Когда Бенкендорфа пустили к больному, он "был страшно потрясен ужасной переменой, которая произошла в чертах его лица. В них были видны страдание и слабость, он похудел до неузнаваемости".
Все ждали худшего.
"С покрасневшими глазами и со всей ангельской добротой императрица время от времени выходила из комнаты своего супруга для того, чтобы успокоить нас и узнать о тех новостях, которые можно было бы сообщить больному. За несколько дней нервная лихорадка исчерпала все физические и моральные силы императора. Врачи были в величайшей тревоге и не скрыли ее от меня. По нескольку раз в день я видел императрицу и восхищался ее неустанными заботами об императоре, которого она не оставляла ни днем, ни ночью… В тех случаях, когда мне приходилось опираться на ее мнение, я восхищался ее справедливыми суждениями в делах, которые часто ей приходилось решать".
Готовый регент. Непроговариваемые, скрытые за строкой тайны. Случись что, Александр Христофорович останется верен: поддержит права великого князя Александра и его матери. Против кого? Великий князь Константин Павлович все еще носит титул цесаревича, то есть наследника. Не отказался от него, а венценосный брат не осмеливался требовать из уважения к покойному батюшке, который подарил второму сыну сей знак отличия.
Вот что стоит за "справедливыми суждениями" императрицы о текущих делах.
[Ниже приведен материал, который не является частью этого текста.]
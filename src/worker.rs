//! Worker owning the cells of a contiguous column range
use crate::grid::{is_nodata, Geolocation, Grid2d, NODATA};
use crate::model::{CellForcing, CellModel, CellProfile, PointSnapshot};
use crate::parameters::Parameter;
use crate::partition::Slice;
use crate::special_points::SpecialPoint;
use crate::types::Timestamp;
use log::error;
use std::panic::{catch_unwind, AssertUnwindSafe};

/// Land use code of water bodies.
pub const WATER_LANDUSE: u32 = 1;

/// Convert a land use grid value into a land use code.
///
/// Values above 10000 are PREVAH-style codes (`10000 + 100 * code`).
pub fn round_landuse(value: f64) -> u32 {
    let code = if value >= 10000.0 {
        (value - 10000.0) / 100.0
    } else {
        value
    };
    code.round().max(0.0) as u32
}

/// Cells without data and water bodies are not simulated.
pub fn skip_cell(landuse: f64, elevation: f64) -> bool {
    is_nodata(landuse) || is_nodata(elevation) || round_landuse(landuse) == WATER_LANDUSE
}

/// The forcing of a worker for one step, restricted to the worker's columns.
#[derive(Debug, Clone)]
pub struct SliceForcing {
    /// Air temperature
    pub ta: Grid2d,
    /// Relative humidity
    pub rh: Grid2d,
    /// Wind speed
    pub vw: Grid2d,
    /// Precipitation sum
    pub psum: Grid2d,
    /// Precipitation phase
    pub psum_ph: Grid2d,
    /// Incoming shortwave radiation
    pub iswr: Grid2d,
    /// Diffuse shortwave radiation
    pub diffuse: Grid2d,
    /// Incoming longwave radiation
    pub ilwr: Grid2d,
    /// Snow mass change, when a drift module is attached
    pub mns: Option<Grid2d>,
    /// Solar elevation (degrees)
    pub solar_elevation: f64,
}

impl SliceForcing {
    fn cell(&self, ix: usize, iy: usize) -> CellForcing {
        CellForcing {
            ta: self.ta.at(ix, iy),
            rh: self.rh.at(ix, iy),
            vw: self.vw.at(ix, iy),
            psum: self.psum.at(ix, iy),
            psum_ph: self.psum_ph.at(ix, iy),
            iswr: self.iswr.at(ix, iy),
            diffuse: self.diffuse.at(ix, iy),
            ilwr: self.ilwr.at(ix, iy),
            mns: self
                .mns
                .as_ref()
                .map(|g| g.at(ix, iy))
                .filter(|v| !is_nodata(*v))
                .unwrap_or(0.0),
            solar_elevation: self.solar_elevation,
        }
    }
}

/// Runs the cell models of one column range.
pub struct SliceWorker<M: CellModel> {
    slice: Slice,
    ny: usize,
    geolocation: Geolocation,
    cells: Vec<Option<M>>,
    special_points: Vec<SpecialPoint>,
    output: Vec<PointSnapshot>,
    use_drift: bool,
}

impl<M: CellModel> SliceWorker<M> {
    /// Create a worker.
    ///
    /// `slice` is the global column range, `geolocation` the one of the
    /// worker's sub-grid and `cells` the models row by row over the slice
    /// (`None` for skipped cells). `special_points` use global coordinates.
    pub fn new(
        slice: Slice,
        ny: usize,
        geolocation: Geolocation,
        cells: Vec<Option<M>>,
        special_points: &[SpecialPoint],
    ) -> Self {
        assert_eq!(
            cells.len(),
            slice.len * ny,
            "A ({},{}) slice needs {} cells",
            slice.len,
            ny,
            slice.len * ny
        );
        let special_points = special_points
            .iter()
            .filter(|p| slice.contains(p.ix) && p.iy < ny)
            .map(|p| SpecialPoint::new(p.ix - slice.offset, p.iy))
            .collect();
        Self {
            slice,
            ny,
            geolocation,
            cells,
            special_points,
            output: vec![],
            use_drift: false,
        }
    }

    /// The global column range
    pub fn slice(&self) -> Slice {
        self.slice
    }

    /// Special points of this worker, in slice-local coordinates
    pub fn special_points(&self) -> &[SpecialPoint] {
        &self.special_points
    }

    /// Number of cells holding a model
    pub fn modelled_cells(&self) -> usize {
        self.cells.iter().filter(|c| c.is_some()).count()
    }

    /// Forward snow mass changes to the cells.
    pub fn set_use_drift(&mut self, use_drift: bool) {
        self.use_drift = use_drift;
    }

    fn index(&self, ix: usize, iy: usize) -> usize {
        iy * self.slice.len + ix
    }

    /// Step every cell of the slice.
    ///
    /// A failing or panicking cell does not stop the others. Returns the
    /// number of failed cells as error.
    pub fn run_step(&mut self, timestamp: &Timestamp, forcing: &SliceForcing) -> Result<(), usize> {
        let nx = self.slice.len;
        let mut failed = vec![];
        for (index, cell) in self.cells.iter_mut().enumerate() {
            let Some(model) = cell else { continue };
            let mut cell_forcing = forcing.cell(index % nx, index / nx);
            if !self.use_drift {
                cell_forcing.mns = 0.0;
            }
            match catch_unwind(AssertUnwindSafe(|| model.step(timestamp, &cell_forcing))) {
                Ok(Ok(())) => {}
                Ok(Err(e)) => {
                    error!("{e}");
                    failed.push(index);
                }
                Err(_) => {
                    error!(
                        "Cell {} panicked at {timestamp}",
                        model.metadata().station_id
                    );
                    failed.push(index);
                }
            }
        }

        for point in &self.special_points {
            let index = self.index(point.ix, point.iy);
            if failed.binary_search(&index).is_ok() {
                continue;
            }
            if let Some(model) = &self.cells[index] {
                self.output.push(model.snapshot(timestamp));
            }
        }

        if failed.is_empty() {
            Ok(())
        } else {
            Err(failed.len())
        }
    }

    /// The worker's part of a gridded parameter.
    ///
    /// Skipped cells are [NODATA]. Returns `None` if a simulated cell does
    /// not provide `parameter`.
    pub fn get_grid(&self, parameter: Parameter) -> Option<Grid2d> {
        let mut grid = Grid2d::new(self.geolocation, self.slice.len, self.ny, NODATA);
        for (value, cell) in grid.data_mut().iter_mut().zip(&self.cells) {
            if let Some(model) = cell {
                *value = model.value(parameter)?;
            }
        }
        Some(grid)
    }

    /// Take the buffered special point output.
    pub fn take_special_point_output(&mut self) -> Vec<PointSnapshot> {
        std::mem::take(&mut self.output)
    }

    /// Drop the buffered special point output.
    pub fn clear_special_points(&mut self) {
        self.output.clear();
    }

    /// Profiles of every simulated cell.
    pub fn profiles(&self) -> Vec<CellProfile> {
        self.cells
            .iter()
            .flatten()
            .map(|m| CellProfile {
                meta: m.metadata().clone(),
                profile: m.profile(),
            })
            .collect()
    }
}

#[cfg(test)]
mod test {
    use super::*;
    use crate::model::{CellMetadata, ModelError, PointOutput, SnowProfile};
    use chrono::NaiveDate;

    /// Stores a constant and fails or panics on demand.
    struct Constant {
        meta: CellMetadata,
        value: f64,
        fail: bool,
        panic: bool,
        steps: usize,
    }

    impl CellModel for Constant {
        fn step(&mut self, _: &Timestamp, forcing: &CellForcing) -> Result<(), ModelError> {
            if self.panic {
                panic!("boom");
            }
            if self.fail {
                return Err(ModelError::Diverged {
                    cell: self.meta.station_id.clone(),
                    reason: "test".to_string(),
                });
            }
            self.steps += 1;
            self.value += forcing.mns;
            Ok(())
        }

        fn value(&self, parameter: Parameter) -> Option<f64> {
            match parameter {
                Parameter::Hs => Some(self.value),
                Parameter::Swe => Some(self.steps as f64),
                _ => None,
            }
        }

        fn point_output(&self) -> PointOutput {
            PointOutput {
                hs: self.value,
                ..Default::default()
            }
        }

        fn profile(&self) -> SnowProfile {
            SnowProfile {
                profile_date: timestamp(),
                soil_layers: 0,
                albedo: 0.5,
                layers: vec![],
            }
        }

        fn metadata(&self) -> &CellMetadata {
            &self.meta
        }
    }

    fn timestamp() -> Timestamp {
        NaiveDate::from_ymd_opt(2020, 1, 1)
            .unwrap()
            .and_hms_opt(0, 0, 0)
            .unwrap()
    }

    fn constant(ix: usize, iy: usize, value: f64) -> Constant {
        Constant {
            meta: CellMetadata {
                station_id: format!("{ix}_{iy}"),
                station_name: format!("{ix}_{iy}_test"),
                ix,
                iy,
                easting: 0.0,
                northing: 0.0,
                altitude: 0.0,
                epsg: None,
                slope: 0.0,
                azimuth: 0.0,
                landuse: 11,
            },
            value,
            fail: false,
            panic: false,
            steps: 0,
        }
    }

    /// A worker over global columns [2, 5) of a 3 row domain.
    fn worker() -> SliceWorker<Constant> {
        let slice = Slice::new(2, 3);
        let mut cells = vec![];
        for iy in 0..3 {
            for ix in slice.offset..slice.end() {
                cells.push(if ix == 3 && iy == 1 {
                    None
                } else {
                    Some(constant(ix, iy, 1.0))
                });
            }
        }
        SliceWorker::new(
            slice,
            3,
            Geolocation::default(),
            cells,
            &[SpecialPoint::new(0, 0), SpecialPoint::new(2, 0), SpecialPoint::new(4, 2)],
        )
    }

    fn forcing(mns: f64) -> SliceForcing {
        let g = Grid2d::new(Geolocation::default(), 3, 3, 0.0);
        SliceForcing {
            ta: g.clone(),
            rh: g.clone(),
            vw: g.clone(),
            psum: g.clone(),
            psum_ph: g.clone(),
            iswr: g.clone(),
            diffuse: g.clone(),
            ilwr: g.clone(),
            mns: Some(g.like(mns)),
            solar_elevation: 0.0,
        }
    }

    #[test]
    fn test_skip_cell() {
        assert!(skip_cell(NODATA, 1000.0));
        assert!(skip_cell(11.0, NODATA));
        assert!(skip_cell(1.0, 1000.0));
        assert!(skip_cell(10100.0, 1000.0));
        assert!(!skip_cell(11.0, 1000.0));
        assert!(!skip_cell(11100.0, 1000.0));
        assert_eq!(round_landuse(11100.0), 11);
        assert_eq!(round_landuse(10.6), 11);
    }

    #[test]
    fn test_special_points_are_local() {
        let w = worker();
        assert_eq!(w.special_points(), &[SpecialPoint::new(0, 0), SpecialPoint::new(2, 2)]);
        assert_eq!(w.modelled_cells(), 8);
    }

    #[test]
    fn test_grid_has_nodata_at_skipped_cells() {
        let w = worker();
        let grid = w.get_grid(Parameter::Hs).unwrap();
        assert_eq!(grid.nx(), 3);
        assert_eq!(grid.at(1, 1), NODATA);
        assert_eq!(grid.at(0, 0), 1.0);
        assert!(w.get_grid(Parameter::TopAlb).is_none());
    }

    #[test]
    fn test_drift_only_when_enabled() {
        let mut w = worker();
        w.run_step(&timestamp(), &forcing(2.0)).unwrap();
        assert_eq!(w.get_grid(Parameter::Hs).unwrap().at(0, 0), 1.0);
        w.set_use_drift(true);
        w.run_step(&timestamp(), &forcing(2.0)).unwrap();
        assert_eq!(w.get_grid(Parameter::Hs).unwrap().at(0, 0), 3.0);
    }

    #[test]
    fn test_failures_are_isolated() {
        let mut w = worker();
        w.cells[0].as_mut().unwrap().fail = true;
        w.cells[5].as_mut().unwrap().panic = true;
        assert_eq!(w.run_step(&timestamp(), &forcing(0.0)), Err(2));
        let steps = w.get_grid(Parameter::Swe).unwrap();
        assert_eq!(steps.at(0, 0), 0.0);
        assert_eq!(steps.at(1, 0), 1.0);
        assert_eq!(steps.at(2, 2), 1.0);
        // the failed special point has no output, the other one has
        let output = w.take_special_point_output();
        assert_eq!(output.len(), 1);
        assert_eq!(output[0].meta.station_id, "4_2");
    }

    #[test]
    fn test_special_point_buffer() {
        let mut w = worker();
        w.run_step(&timestamp(), &forcing(0.0)).unwrap();
        w.run_step(&timestamp(), &forcing(0.0)).unwrap();
        assert_eq!(w.take_special_point_output().len(), 4);
        assert!(w.take_special_point_output().is_empty());
        w.run_step(&timestamp(), &forcing(0.0)).unwrap();
        w.clear_special_points();
        assert!(w.take_special_point_output().is_empty());
        assert_eq!(w.profiles().len(), 8);
    }
}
На Бенкендорфа она могла положиться. Как полагалась когда-то Мария Федоровна. Ныне за его плечами Корпус жандармов, рассеянный по всей империи. А кроме того, много, очень много личного влияния. Расставленные им нужные люди на нужных местах. Тот же Толстой во главе столицы. Да и Голенищев-Кутузов — родня.
Случись что…
Не случилось. Император встал.
"Наконец, после двенадцати дней страха, надежды и беспокойства, которые лучше, чем что-либо другое, доказывали искреннюю преданность императору, врачи констатировали выздоровление, — заключал Бенкендорф. — Но выздоровление медленное, с возможными рецидивами".